Février 2018


7 au 24 février 2018
Vernissage: Samedi le 10 février, de 14 à 17h
Galerie 1 et 2

Mariela   Borello

Perdre l’équilibre

Amorcé comme un jeu, ce corpus s’est transformé en accoutumance, puis en projet d’un an complet, chaque collage me projetant dans un nouveau monde. Les contraintes de temps, d’espace de travail me poussent à travailler vite, à continuellement expérimenter. Mes compositions évitent délibérément les images reconnaissables – objets, parties du corps – mais puisent comme palette de couleurs dans l’intarissable masse des publications de toutes sortes, en recherche de formes ou de textures pour créer un nouvel espace.

Chaque collage génère ainsi sa propre logique, chacun dans le domaine de l’abstrait, dont ils restent confrontés aux éternelles exigences : composition, combinaison de teintes, formes et volumes. Bien sûr, je peux trouver confort dans l’ordre et l’équilibre des espaces conventionnels, mais ici j’essaie d’éviter l’écueil des agencements convenus. Je tente plutôt de créer un chaos depuis l’ordre apparent, un chaos surgi de la prévisibilité d’être.

Le corpus de tous ces collages m’entraîne dans une danse d’équilibre/déséquilibre, dont seule la chute me révèle la magie du non-intentionnel, la surprenante clarté de l’inattendu. Inépuisable source de mondes en quête d’inatteignable, je poursuis ce parcours sans fin. Cette danse, au tempo échec/chute/équilibre, ressemble au fond à la vie, dont très souvent la perte d’équilibre reste l’aspect la plus naturel.

Originaire d’Argentine et vivant au Québec depuis 30 ans, Mariela Borello est diplômée de l’École d’art et de design de l’Ontario à Toronto, avant de compléter une maîtrise en Arts visuels de l’Université Concordia.

Son œuvre a été exposée à Montréal (B-312, Optica, Articule, La Centrale, Centre d’arts Saydie Bronfman), Saskatoon (Centre d’Arts AKA), Winnipeg (ACE Art), Mexico (galerie Temistocles 44), et à Douala au Cameroun (Espace Doual’art).

 

 

Galerie 2

Mariela  Borello

 

Espaces cachés

Corpus en production depuis un an, Espaces cachés entretient une relation particulière avec les matériaux, développée tout au long de ma carrière comme plasticienne, et issue d’un besoin de comprendre ma relation au monde à travers la perception du corps. Le traitement des matériaux retenus – cueillis dans l’entourage domestique : laine d’acier, miroirs de cosmétique, etc. – reste simple dans sa technique, mais exigeant dans l’effort requis pour leur transformation.
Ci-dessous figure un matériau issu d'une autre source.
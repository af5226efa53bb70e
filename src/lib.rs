//! Token Claim Wizard
//!
//! Walks an account through claiming its token allocation and delegating
//! the claimed voting power. Chain access is delegated to a
//! [`ClaimProvider`]; this crate owns only the step sequencing, the
//! guard conditions and the error recovery around the claim transaction.
//!
//! ## Module Structure
//!
//! - `types`: Address, TxHash, TokenAmount, Delegate
//! - `error`: Error types and user-facing error formatting
//! - `claim`: Claim-data provider trait and the in-memory provider
//! - `wizard`: Step state machine, step payloads, claimed-signal watcher
//! - `config`: Wizard and stats worker configuration

pub mod claim;
pub mod config;
pub mod error;
pub mod types;
pub mod wizard;

// ============================================================================
// RE-EXPORTS
// ============================================================================

pub use claim::{
    send_claim, ClaimContext, ClaimProvider, InMemoryClaimProvider, SubmissionOutcome, TxReceipt,
    SUCCESS_STATUS,
};
pub use config::{load_dotenv, load_env_file, StatsWorkerConfig, WizardConfig};
pub use error::{format_error, ClaimError, ConfigError, FormattedError, ParseError, WizardError};
pub use types::{Address, Delegate, TokenAmount, TxHash};
pub use wizard::{
    spawn_claimed_watcher, ClaimAttempt, ClaimGate, ClaimStep, ClaimWizard, DelegateCheck,
    StepView, WatcherHandle, WizardState, WizardView,
};
//! Abort signal for a running search.
//!
//! The input reader of a [`ThreadedChannel`](crate::client::ThreadedChannel)
//! raises it when the game server hangs up; the alpha-beta search reads it on
//! entry to every node and unwinds the round in progress.

use std::sync::atomic::{AtomicBool, Ordering};
use std::sync::Arc;

/// Once raised, a flag stays raised for the rest of the game.
///
/// Every clone observes the same flag, so a [`SearchPlayer`](crate::SearchPlayer)
/// can hand one to the transport and keep the other for its searches.
#[derive(Clone, Debug, Default)]
pub struct StopFlag(Arc<AtomicBool>);

impl StopFlag {
    #[must_use]
    pub fn new() -> Self {
        Self::default()
    }

    /// A flag that is raised from the start; searches given it only run
    /// their first depth.
    #[must_use]
    pub fn stopped() -> Self {
        StopFlag(Arc::new(AtomicBool::new(true)))
    }

    #[inline]
    #[must_use]
    pub fn is_stopped(&self) -> bool {
        self.0.load(Ordering::Relaxed)
    }

    /// Ask every search holding this flag to give up.
    #[inline]
    pub fn stop(&self) {
        self.0.store(true, Ordering::Relaxed);
    }
}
Je suis attirée par ce que le matériau autant que l’expérience peuvent produire comme stimulation intellectuelle, dans un dialogue intime, poétique. Dans cette démarche, je tente de défier les lois de la physique, passant du banal à l’extra-sensoriel, transformant les matériaux vers ce qu’ils ne sont pas, vers ce qu’ils ne doivent pas être. Je recherche un comportement extra-ordinaire chez les éléments traités, comportement se reflétant jusqu’à l’observateur. Cela aura un écho dans ce que le son, la lumière, le toucher, projettent vers le réceptif de l’observateur, investissant ces espaces cachés jusqu’à la nature érotique des matériaux, afin qu’à travers l’œuvre ils en arrivent à le séduire.

Forgée au vécu de l’immigration et de l’exil, mon œuvre d’installations multidisciplinaires combine préoccupations liées à la perception, ainsi que notions de genre et d’identité.
Originaire d’Argentine et vivant au Québec depuis 30 ans, Mariela Borello est diplômée de l’École d’art et de design de l’Ontario à Toronto, avant de compléter une maîtrise en Arts visuels de l’Université Concordia.

Son œuvre a été exposée à Montréal (B-312, Optica, Articule, La Centrale, Centre d’arts Saydie Bronfman), Saskatoon (Centre d’Arts AKA), Winnipeg (ACE Art), Mexico (galerie Temistocles 44), et à Douala au Cameroun (Espace Doual’art).